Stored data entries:
+-------+
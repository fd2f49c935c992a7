use tokio::sync::mpsc::UnboundedReceiver;
use tracing::{info, trace, warn};

use crate::client::engine::Engine;
use crate::client::events::{EventCollector, EventHandler, SessionEvent};
use crate::codec::Command;
use crate::error::Error;
use crate::protocol::{Connection, ConnectionState, Dispatch, Transport, TransportEvent};
use crate::renderer::{Scene, Surface};

type FrameHook<S> = Box<dyn FnMut(&S) + Send>;

/// Everything a running session listens to
pub struct SessionInputs {
    pub events: UnboundedReceiver<TransportEvent>,
    pub commands: UnboundedReceiver<Command>,
    pub ticks: Option<UnboundedReceiver<u64>>,
}

/// Active game session.
///
/// Owns the connection, the scene and the engine. Every handler runs to
/// completion, so no redraw is ever observed half done.
pub struct Session<T, S, E> {
    connection: Connection<T>,
    scene: Scene<S>,
    engine: E,
    events: EventCollector,
    frames: u64,
    on_frame: Option<FrameHook<S>>,
}

impl<T: Transport, S: Surface, E: Engine> Session<T, S, E> {
    pub fn new(connection: Connection<T>, scene: Scene<S>, engine: E) -> Self {
        Self {
            connection,
            scene,
            engine,
            events: EventCollector::new(),
            frames: 0,
            on_frame: None,
        }
    }

    /// Called with the surface after every completed redraw
    pub fn on_frame(mut self, hook: impl FnMut(&S) + Send + 'static) -> Self {
        self.on_frame = Some(Box::new(hook));
        self
    }

    pub fn connection(&self) -> &Connection<T> {
        &self.connection
    }

    pub fn state(&self) -> ConnectionState {
        self.connection.state()
    }

    pub fn scene(&self) -> &Scene<S> {
        &self.scene
    }

    pub fn scene_mut(&mut self) -> &mut Scene<S> {
        &mut self.scene
    }

    pub fn engine(&self) -> &E {
        &self.engine
    }

    /// Number of redraws so far
    pub fn frames(&self) -> u64 {
        self.frames
    }

    /// Drain pending events
    pub fn drain_events(&mut self) -> Vec<SessionEvent> {
        self.events.drain()
    }

    pub fn handle_event(&mut self, event: TransportEvent) {
        let before = self.connection.state();
        match event {
            TransportEvent::Opened => self.connection.on_open(),
            TransportEvent::Message(frame) => {
                if let Some(dispatch) = self.connection.on_message(frame) {
                    self.dispatch(dispatch);
                }
            }
            TransportEvent::Closed => self.connection.on_close(),
            TransportEvent::Failed(reason) => self.connection.on_error(&reason),
        }
        self.track_state(before);
    }

    /// Send a command; dropped unless the connection is open
    pub fn send_command(&mut self, command: Command) -> bool {
        let before = self.connection.state();
        let sent = self.connection.send_command(command.clone());
        if !sent {
            self.events.on_event(SessionEvent::CommandDropped { command });
        }
        self.track_state(before);
        sent
    }

    pub fn handle_tick(&mut self, tick: u64) {
        trace!(tick, "advance");
        if self.engine.advance() {
            self.redraw();
        }
    }

    /// Service transport events, local commands and ticks until the
    /// connection closes or fails. Returns the terminal state.
    pub async fn run(&mut self, mut inputs: SessionInputs) -> ConnectionState {
        let mut commands_open = true;
        let mut ticks_open = inputs.ticks.is_some();

        while !self.connection.state().is_terminal() {
            tokio::select! {
                // inbound first, then input, then the local clock
                biased;

                event = inputs.events.recv() => match event {
                    Some(event) => self.handle_event(event),
                    None => self.handle_event(TransportEvent::Closed),
                },
                command = inputs.commands.recv(), if commands_open => match command {
                    Some(command) => {
                        self.send_command(command);
                    }
                    None => commands_open = false,
                },
                tick = next_tick(&mut inputs.ticks), if ticks_open => match tick {
                    Some(tick) => self.handle_tick(tick),
                    None => ticks_open = false,
                },
            }
        }

        let state = self.connection.state();
        info!(?state, frames = self.frames, stats = ?self.connection.stats(), "session ended");
        state
    }

    fn dispatch(&mut self, dispatch: Dispatch) {
        match dispatch {
            Dispatch::State(payload) => match self.engine.decode_state(&payload) {
                Ok(()) => self.redraw(),
                Err(e) => self.engine_failed(e),
            },
            Dispatch::Identity(payload) => match self.engine.set_identity(&payload) {
                Ok(()) => {
                    self.events.on_event(SessionEvent::IdentityAssigned);
                    self.redraw();
                }
                Err(e) => self.engine_failed(e),
            },
        }
    }

    fn redraw(&mut self) {
        self.scene.clear_field();
        if let Err(e) = self.engine.redraw(&mut self.scene) {
            self.engine_failed(e);
        }
        self.frames += 1;
        trace!(frame = self.frames, "redraw");
        if let Some(hook) = self.on_frame.as_mut() {
            hook(self.scene.surface());
        }
    }

    fn engine_failed(&mut self, error: Error) {
        warn!(error = %error, "engine error");
        self.events.on_event(SessionEvent::EngineFailed { reason: error.to_string() });
    }

    fn track_state(&mut self, before: ConnectionState) {
        let after = self.connection.state();
        if before == after {
            return;
        }
        if after == ConnectionState::Open {
            self.events.on_event(SessionEvent::Connected);
        } else if after.is_terminal() {
            self.events.on_event(SessionEvent::Disconnected { state: after });
        }
    }
}

async fn next_tick(ticks: &mut Option<UnboundedReceiver<u64>>) -> Option<u64> {
    match ticks {
        Some(rx) => rx.recv().await,
        None => None,
    }
}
+-------+
▶ _How to complete this task_: Each record must be returned exactly as it is written.

▶ _Result of the task_:
repository fd2f49c935c992a7
use tokio::sync::mpsc::UnboundedReceiver;
use tracing::{info, trace, warn};

use crate::client::engine::Engine;
use crate::client::events::{EventCollector, EventHandler, SessionEvent};
use crate::codec::Command;
use crate::error::Error;
use crate::protocol::{Connection, ConnectionState, Dispatch, Transport, TransportEvent};
use crate::renderer::{Scene, Surface};

type FrameHook<S> = Box<dyn FnMut(&S) + Send>;

/// Everything a running session listens to
pub struct SessionInputs {
    pub events: UnboundedReceiver<TransportEvent>,
    pub commands: UnboundedReceiver<Command>,
    pub ticks: Option<UnboundedReceiver<u64>>,
}

/// Active game session.
///
/// Owns the connection, the scene and the engine. Every handler runs to
/// completion, so no redraw is ever observed half done.
pub struct Session<T, S, E> {
    connection: Connection<T>,
    scene: Scene<S>,
    engine: E,
    events: EventCollector,
    frames: u64,
    on_frame: Option<FrameHook<S>>,
}

impl<T: Transport, S: Surface, E: Engine> Session<T, S, E> {
    pub fn new(connection: Connection<T>, scene: Scene<S>, engine: E) -> Self {
        Self {
            connection,
            scene,
            engine,
            events: EventCollector::new(),
            frames: 0,
            on_frame: None,
        }
    }

    /// Called with the surface after every completed redraw
    pub fn on_frame(mut self, hook: impl FnMut(&S) + Send + 'static) -> Self {
        self.on_frame = Some(Box::new(hook));
        self
    }

    pub fn connection(&self) -> &Connection<T> {
        &self.connection
    }

    pub fn state(&self) -> ConnectionState {
        self.connection.state()
    }

    pub fn scene(&self) -> &Scene<S> {
        &self.scene
    }

    pub fn scene_mut(&mut self) -> &mut Scene<S> {
        &mut self.scene
    }

    pub fn engine(&self) -> &E {
        &self.engine
    }

    /// Number of redraws so far
    pub fn frames(&self) -> u64 {
        self.frames
    }

    /// Drain pending events
    pub fn drain_events(&mut self) -> Vec<SessionEvent> {
        self.events.drain()
    }

    pub fn handle_event(&mut self, event: TransportEvent) {
        let before = self.connection.state();
        match event {
            TransportEvent::Opened => self.connection.on_open(),
            TransportEvent::Message(frame) => {
                if let Some(dispatch) = self.connection.on_message(frame) {
                    self.dispatch(dispatch);
                }
            }
            TransportEvent::Closed => self.connection.on_close(),
            TransportEvent::Failed(reason) => self.connection.on_error(&reason),
        }
        self.track_state(before);
    }

    /// Send a command; dropped unless the connection is open
    pub fn send_command(&mut self, command: Command) -> bool {
        let before = self.connection.state();
        let sent = self.connection.send_command(command.clone());
        if !sent {
            self.events.on_event(SessionEvent::CommandDropped { command });
        }
        self.track_state(before);
        sent
    }

    pub fn handle_tick(&mut self, tick: u64) {
        trace!(tick, "advance");
        if self.engine.advance() {
            self.redraw();
        }
    }

    /// Service transport events, local commands and ticks until the
    /// connection closes or fails. Returns the terminal state.
    pub async fn run(&mut self, mut inputs: SessionInputs) -> ConnectionState {
        let mut commands_open = true;
        let mut ticks_open = inputs.ticks.is_some();

        while !self.connection.state().is_terminal() {
            tokio::select! {
                // inbound first, then input, then the local clock
                biased;

                event = inputs.events.recv() => match event {
                    Some(event) => self.handle_event(event),
                    None => self.handle_event(TransportEvent::Closed),
                },
                command = inputs.commands.recv(), if commands_open => match command {
                    Some(command) => {
                        self.send_command(command);
                    }
                    None => commands_open = false,
                },
                tick = next_tick(&mut inputs.ticks), if ticks_open => match tick {
                    Some(tick) => self.handle_tick(tick),
                    None => ticks_open = false,
                },
            }
        }

        let state = self.connection.state();
        info!(?state, frames = self.frames, stats = ?self.connection.stats(), "session ended");
        state
    }

    fn dispatch(&mut self, dispatch: Dispatch) {
        match dispatch {
            Dispatch::State(payload) => match self.engine.decode_state(&payload) {
                Ok(()) => self.redraw(),
                Err(e) => self.engine_failed(e),
            },
            Dispatch::Identity(payload) => match self.engine.set_identity(&payload) {
                Ok(()) => {
                    self.events.on_event(SessionEvent::IdentityAssigned);
                    self.redraw();
                }
                Err(e) => self.engine_failed(e),
            },
        }
    }

    fn redraw(&mut self) {
        self.scene.clear_field();
        if let Err(e) = self.engine.redraw(&mut self.scene) {
            self.engine_failed(e);
        }
        self.frames += 1;
        trace!(frame = self.frames, "redraw");
        if let Some(hook) = self.on_frame.as_mut() {
            hook(self.scene.surface());
        }
    }

    fn engine_failed(&mut self, error: Error) {
        warn!(error = %error, "engine error");
        self.events.on_event(SessionEvent::EngineFailed { reason: error.to_string() });
    }

    fn track_state(&mut self, before: ConnectionState) {
        let after = self.connection.state();
        if before == after {
            return;
        }
        if after == ConnectionState::Open {
            self.events.on_event(SessionEvent::Connected);
        } else if after.is_terminal() {
            self.events.on_event(SessionEvent::Disconnected { state: after });
        }
    }
}

async fn next_tick(ticks: &mut Option<UnboundedReceiver<u64>>) -> Option<u64> {
    match ticks {
        Some(rx) => rx.recv().await,
        None => None,
    }
}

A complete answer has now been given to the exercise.